Time domain diffuse Raman spectroscopy using single pixel detection

Abstract

Diffuse Raman spectroscopy (DIRS) extends the high chemical specificity of Raman scattering to in-depth investigation of thick biological tissues. We present here a novel approach for time-domain diffuse Raman spectroscopy (TD-DIRS) based on a single-pixel detector and a digital micromirror device (DMD) within an imaging spectrometer for wavelength encoding. This overcomes the intrinsic complexity and high cost of detection arrays with ps-resolving time capability. Unlike spatially offset Raman spectroscopy (SORS) or frequency offset Raman spectroscopy (FORS), TD-DIRS exploits the time-of-flight distribution of photons to probe the depth of the Raman signal at a single wavelength with a single source-detector separation. We validated the system using a bilayer tissue-bone mimicking phantom composed of a 1 cm thick slab of silicone overlaying a calcium carbonate specimen and demonstrated a high differentiation of the two Raman signals. We reconstructed the Raman spectra of the two layers, offering the potential for improved and quantitative material analysis. Using a bilayer phantom made of porcine muscle and calcium carbonate, we proved that our system can retrieve Raman peaks even in the presence of autofluorescence typical of biomedical tissues. Overall, our novel TD-DIRS setup proposes a cost-effective and high-performance approach for in-depth Raman spectroscopy in diffusive media.

Fig. 1.

Schematic representations of the measurement setup. The top panel illustrates the configuration of the measurement setup, highlighting all key components and connections. Probe lenses: LP1 f = 100 mm, LP2 f = 20 mm, LP3 f = 25 mm and LP4 f = 36 mm. The bottom panel focuses specifically on the spectrometer setup, providing a detailed depiction of its components and arrangement. TCSPC, Time Correlated Single Photon counting. Spectrometer lenses, LS1 f = 100 mm, LS2 f = 100 mm, LS3 f = 100 mm and LS4 f = 50 mm.

Fig. 2.

Temporal (left) and spectral (right) resolution analysis of the time-domain diffuse Raman spectrometer, utilizing an excitation wavelength of 852 nm. The measured temporal FWHM is 280 ps, while the spectral FWHM is 11 ${\mathrm{cm}}^{-1}$ .

Fig. 3.

Reference spectra of calcium carbonate (right) and PDMS (left).

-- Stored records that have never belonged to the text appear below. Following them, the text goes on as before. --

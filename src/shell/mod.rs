//! Shell module - rustyline-based interactive shell.
//!
//! This module provides a shell-like interface with:
//! - Command completion
//! - Syntax highlighting
//! - Command history
//! - Command hints

pub mod command;
pub mod commands;
pub mod completer;
pub mod highlighter;
pub mod hints;
pub mod history;

use anyhow::Result;
use rustyline::completion::Completer;
use rustyline::error::ReadlineError;
use rustyline::highlight::Highlighter;
use rustyline::hint::Hinter;
use rustyline::history::FileHistory;
use rustyline::validate::{ValidationContext, ValidationResult, Validator};
use rustyline::{Context, Editor, Helper};
use std::borrow::Cow;
use std::collections::BTreeSet;
use std::sync::{Arc, RwLock};
use std::time::Instant;

use crate::session::Session;

use command::{CommandRegistry, CommandResult, ShellContext, check_arity};
use commands::{farewell, register_all};
use completer::TagbookCompleter;
use highlighter::{OutputHighlighter, TagbookHighlighter};
use hints::TagbookHinter;
use history::HistoryConfig;

const PROMPT: &str = "tagbook> ";

/// Combined helper for rustyline that provides all shell features.
pub struct TagbookHelper {
    completer: TagbookCompleter,
    highlighter: TagbookHighlighter,
    hinter: TagbookHinter,
}

impl TagbookHelper {
    pub fn new(registry: Arc<CommandRegistry>, tag_names: Arc<RwLock<BTreeSet<String>>>) -> Self {
        Self {
            completer: TagbookCompleter::new(Arc::clone(&registry), tag_names),
            highlighter: TagbookHighlighter::new(Arc::clone(&registry)),
            hinter: TagbookHinter::new(registry),
        }
    }
}

impl Completer for TagbookHelper {
    type Candidate = rustyline::completion::Pair;

    fn complete(
        &self,
        line: &str,
        pos: usize,
        ctx: &Context<'_>,
    ) -> rustyline::Result<(usize, Vec<Self::Candidate>)> {
        self.completer.complete(line, pos, ctx)
    }
}

impl Highlighter for TagbookHelper {
    fn highlight<'l>(&self, line: &'l str, pos: usize) -> Cow<'l, str> {
        self.highlighter.highlight(line, pos)
    }

    fn highlight_prompt<'b, 's: 'b, 'p: 'b>(
        &'s self,
        prompt: &'p str,
        default: bool,
    ) -> Cow<'b, str> {
        self.highlighter.highlight_prompt(prompt, default)
    }

    fn highlight_hint<'h>(&self, hint: &'h str) -> Cow<'h, str> {
        self.highlighter.highlight_hint(hint)
    }

    fn highlight_candidate<'c>(
        &self,
        candidate: &'c str,
        completion: rustyline::CompletionType,
    ) -> Cow<'c, str> {
        self.highlighter.highlight_candidate(candidate, completion)
    }

    fn highlight_char(&self, line: &str, pos: usize, kind: rustyline::highlight::CmdKind) -> bool {
        self.highlighter.highlight_char(line, pos, kind)
    }
}

impl Hinter for TagbookHelper {
    type Hint = String;

    fn hint(&self, line: &str, pos: usize, ctx: &Context<'_>) -> Option<Self::Hint> {
        self.hinter.hint(line, pos, ctx)
    }
}

/// Keeps reading lines while a quote is left open.
impl Validator for TagbookHelper {
    fn validate(&self, ctx: &mut ValidationContext<'_>) -> rustyline::Result<ValidationResult> {
        if has_open_quote(ctx.input()) {
            Ok(ValidationResult::Incomplete)
        } else {
            Ok(ValidationResult::Valid(None))
        }
    }
}

impl Helper for TagbookHelper {}

/// Whether `line` ends inside a single- or double-quoted string.
fn has_open_quote(line: &str) -> bool {
    let mut quote: Option<char> = None;
    let mut escaped = false;

    for c in line.chars() {
        match (quote, c) {
            _ if escaped => escaped = false,
            (Some('\''), '\'') => quote = None,
            (Some('\''), _) => {}
            (_, '\\') => escaped = true,
            (Some(q), c) if c == q => quote = None,
            (None, '"' | '\'') => quote = Some(c),
            _ => {}
        }
    }

    quote.is_some()
}

/// Configuration for the shell.
pub struct ShellConfig {
    pub history: HistoryConfig,
    /// Whether to show the welcome message.
    pub show_welcome: bool,
}

impl Default for ShellConfig {
    fn default() -> Self {
        Self {
            history: HistoryConfig::default(),
            show_welcome: true,
        }
    }
}

/// The interactive shell.
pub struct Shell {
    registry: Arc<CommandRegistry>,
    /// Tag names for completion (shared with helper).
    tag_names: Arc<RwLock<BTreeSet<String>>>,
    config: ShellConfig,
}

impl Shell {
    pub fn new() -> Self {
        Self::with_config(ShellConfig::default())
    }

    pub fn with_config(config: ShellConfig) -> Self {
        let mut registry = CommandRegistry::new();
        register_all(&mut registry);

        Self {
            registry: Arc::new(registry),
            tag_names: Arc::new(RwLock::new(BTreeSet::new())),
            config,
        }
    }

    /// Copies the session's tag index into the completion set.
    fn sync_tag_names(&self, session: &Session) {
        if let Ok(mut names) = self.tag_names.write() {
            names.clone_from(session.store().tags().as_set());
        }
    }

    /// Runs the interactive loop until `quit`, Ctrl-D or a terminal error.
    pub fn run(&self, session: &mut Session) -> Result<()> {
        self.sync_tag_names(session);

        let helper = TagbookHelper::new(Arc::clone(&self.registry), Arc::clone(&self.tag_names));
        let mut editor: Editor<TagbookHelper, FileHistory> = Editor::new()?;
        editor.set_helper(Some(helper));
        self.config.history.apply(&mut editor)?;

        if self.config.show_welcome {
            println!(
                "Welcome, {}. {} entries loaded. Type 'help' for available commands.",
                session.username(),
                session.store().len()
            );
        }

        log::info!("Shell started for '{}'", session.username());

        loop {
            match editor.readline(PROMPT) {
                Ok(line) => {
                    let line = line.trim();
                    if line.is_empty() {
                        continue;
                    }

                    if let Err(e) = editor.add_history_entry(line) {
                        log::debug!("History entry skipped: {}", e);
                    }

                    match self.execute_line(line, session) {
                        CommandResult::Success(Some(msg)) => println!("{}", msg),
                        CommandResult::Success(None) | CommandResult::Continue => {}
                        CommandResult::Error(msg) => {
                            eprintln!("{}", OutputHighlighter::error(&msg));
                        }
                        CommandResult::Exit => {
                            println!("{}", farewell(session));
                            break;
                        }
                    }
                }
                Err(ReadlineError::Interrupted) => {
                    println!("^C");
                    log::debug!("Interrupted (Ctrl-C)");
                    continue;
                }
                Err(ReadlineError::Eof) => {
                    println!("{}", farewell(session));
                    log::info!("EOF received (Ctrl-D)");
                    break;
                }
                Err(err) => {
                    eprintln!("{}", OutputHighlighter::error(&format!("Error: {}", err)));
                    log::error!("Readline error: {}", err);
                    break;
                }
            }
        }

        if let Err(e) = self.config.history.save(&mut editor) {
            log::warn!("Failed to save history: {}", e);
        }

        log::info!("Shell exited");
        Ok(())
    }

    /// Parses and executes one command line against `session`.
    pub fn execute_line(&self, line: &str, session: &mut Session) -> CommandResult {
        let parts = match shell_words::split(line) {
            Ok(parts) => parts,
            Err(e) => return CommandResult::error(format!("Could not parse input: {}", e)),
        };

        let Some((cmd_name, rest)) = parts.split_first() else {
            return CommandResult::Continue;
        };
        let args: Vec<&str> = rest.iter().map(String::as_str).collect();

        let Some(cmd) = self.registry.get(cmd_name) else {
            return CommandResult::error(format!(
                "Unknown command: '{}'\nType 'help' to see available commands.",
                cmd_name
            ));
        };

        if let Err(msg) = check_arity(cmd.as_ref(), &args) {
            log::debug!("Rejected '{}': {}", cmd_name, msg);
            return CommandResult::Error(msg);
        }

        log::debug!("Executing command: {} with args: {:?}", cmd_name, args);

        let start = Instant::now();
        let result = {
            let mut ctx = ShellContext::new(session).with_registry(&self.registry);
            cmd.execute(&args, &mut ctx)
        };
        log::debug!("Command '{}' completed in {:?}", cmd_name, start.elapsed());

        if let CommandResult::Error(msg) = &result {
            log::debug!("Command '{}' reported: {}", cmd_name, msg);
        }

        self.sync_tag_names(session);
        result
    }
}

impl Default for Shell {
    fn default() -> Self {
        Self::new()
    }
}
//! Random command implementation.

use crate::shell::command::{Command, CommandResult, ShellContext};
use crate::shell::highlighter::OutputHighlighter;

/// Command to pick an entry at random.
pub struct RandomCommand;

impl Command for RandomCommand {
    fn name(&self) -> &str {
        "random"
    }

    fn aliases(&self) -> &[&str] {
        &["r", "pick"]
    }

    fn description(&self) -> &str {
        "Show a random entry"
    }

    fn usage(&self) -> &str {
        "random"
    }

    fn execute(&self, _args: &[&str], ctx: &mut ShellContext) -> CommandResult {
        let Some(entry) = ctx.session.store().pick_random() else {
            return CommandResult::success(OutputHighlighter::warning("Database is empty."));
        };

        log::debug!("Picked '{}'", entry.keyword);
        let tags = if entry.tags.is_empty() {
            "No tags assigned".to_string()
        } else {
            OutputHighlighter::tag_chips(&entry.tags)
        };
        CommandResult::success(format!(
            "{}\n{}",
            OutputHighlighter::keyword(&entry.keyword),
            tags
        ))
    }

    fn max_args(&self) -> Option<usize> {
        Some(0)
    }
}

#[cfg(test)]
mod tests {
    use super::*;
    use crate::session::scratch_session;

    #[test]
    fn test_random_command_empty_store() {
        let (mut session, _dir) = scratch_session();
        let mut ctx = ShellContext::new(&mut session);

        match RandomCommand.execute(&[], &mut ctx) {
            CommandResult::Success(Some(msg)) => assert!(msg.contains("Database is empty")),
            other => panic!("Expected empty notice, got {:?}", other),
        }
    }

    #[test]
    fn test_random_command_single_entry() {
        let (mut session, _dir) = scratch_session();
        session
            .store_mut()
            .add("ML", vec!["ai".into(), "nlp".into()])
            .unwrap();
        let mut ctx = ShellContext::new(&mut session);

        match RandomCommand.execute(&[], &mut ctx) {
            CommandResult::Success(Some(msg)) => {
                assert!(msg.contains("ML"));
                assert!(msg.contains("#ai"));
                assert!(msg.contains("#nlp"));
            }
            other => panic!("Expected picked entry, got {:?}", other),
        }
    }

    #[test]
    fn test_random_command_untagged() {
        let (mut session, _dir) = scratch_session();
        session.store_mut().add("Go", vec![]).unwrap();
        let mut ctx = ShellContext::new(&mut session);

        match RandomCommand.execute(&[], &mut ctx) {
            CommandResult::Success(Some(msg)) => assert!(msg.contains("No tags assigned")),
            other => panic!("Expected picked entry, got {:?}", other),
        }
    }
}
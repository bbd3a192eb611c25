//! Tags command implementation.

use crate::shell::command::{ArgKind, Command, CommandResult, ShellContext};

/// Command to show the tag index.
pub struct TagsCommand;

impl Command for TagsCommand {
    fn name(&self) -> &str {
        "tags"
    }

    fn aliases(&self) -> &[&str] {
        &["t"]
    }

    fn description(&self) -> &str {
        "List known tags"
    }

    fn usage(&self) -> &str {
        "tags [prefix]"
    }

    fn help(&self) -> &str {
        "List every tag seen this session, sorted.\n\n\
         Tags stay listed after their last entry is deleted unless tagbook\n\
         was started with --prune-tags.\n\n\
         Examples:\n  \
           tags\n  \
           tags st"
    }

    fn execute(&self, args: &[&str], ctx: &mut ShellContext) -> CommandResult {
        let prefix = args.first().copied().unwrap_or_default();
        let tags = ctx.session.store().tags().completions(prefix);

        if tags.is_empty() {
            return CommandResult::success(if prefix.is_empty() {
                "No tags yet.".to_string()
            } else {
                format!("No tags starting with '{}'", prefix)
            });
        }
        CommandResult::success(tags.join("\n"))
    }

    fn arg_kind(&self, index: usize) -> ArgKind {
        if index == 0 { ArgKind::Tag } else { ArgKind::None }
    }

    fn max_args(&self) -> Option<usize> {
        Some(1)
    }
}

The Raman spectrum was obtained using a confocal microscope (X73, Olympus Europa SE & Co. KG, Hamburg, Germany) equipped with an excitation wavelength of 660 nm and the collected light coupled to a spectrometer (Isoplane160, Princeton Instruments, Trenton, NJ, USA) with a 600 lines/mm grating and a CCD sensor(PIXIS256F, Princeton Instruments, Trenton, NJ, USA).

Fig. 4.

Comparison of Raman spectra obtained using the monochromator mode (left) and Hadamard mode (right), employing identical integration times. Notably, the Hadamard mode exhibits significantly reduced noise levels compared to the traditional monochromator approach, enhancing the overall data quality.

Fig. 5.

Temporal evolution of Raman spectra of the PDMS-calcite phantom. The left panel illustrates the evolution using a colormap, while the right panel displays the spectra at different time-gates. The Raman signal of calcium carbonate (orange) at 1086 ${\mathrm{cm}}^{-1}$ arrives later than the PDMS signal (blue) at 1411 ${\mathrm{cm}}^{-1}$ , indicating a delayed response of the calcium carbonate component.

Fig. 6.

The left panel presents the temporal evolution of the Raman signal for both the top layer (PDMS) and bottom layer (calcium carbonate). The Raman photons originating from the bottom layer exhibit a noticeable delay compared to those from the top layer due to the additional travel path through the first layer. On the right, the calculated enhancement factor is depicted, showcasing a smooth profile until 1 ns and subsequently displaying increased noise at later times due to the extremely low photon counts from the top layer.

Fig. 7.

Temporal evolution of Raman spectra of the porcine loin-calcite phantom. The left panel illustrates the evolution using a colormap, while the right panel displays the spectra at different time-gates. The Raman signal of calcium carbonate (orange) at 1086 ${\mathrm{cm}}^{-1}$ is barely visible because of autofluorescence over the whole spectral range. Only in late time gates we can distinguish the peak from the background.

Fig. 8.

Reconstruction of the relative Raman scattering coefficient for the two layers, with the intensity normalized to the maximum value of the top layer.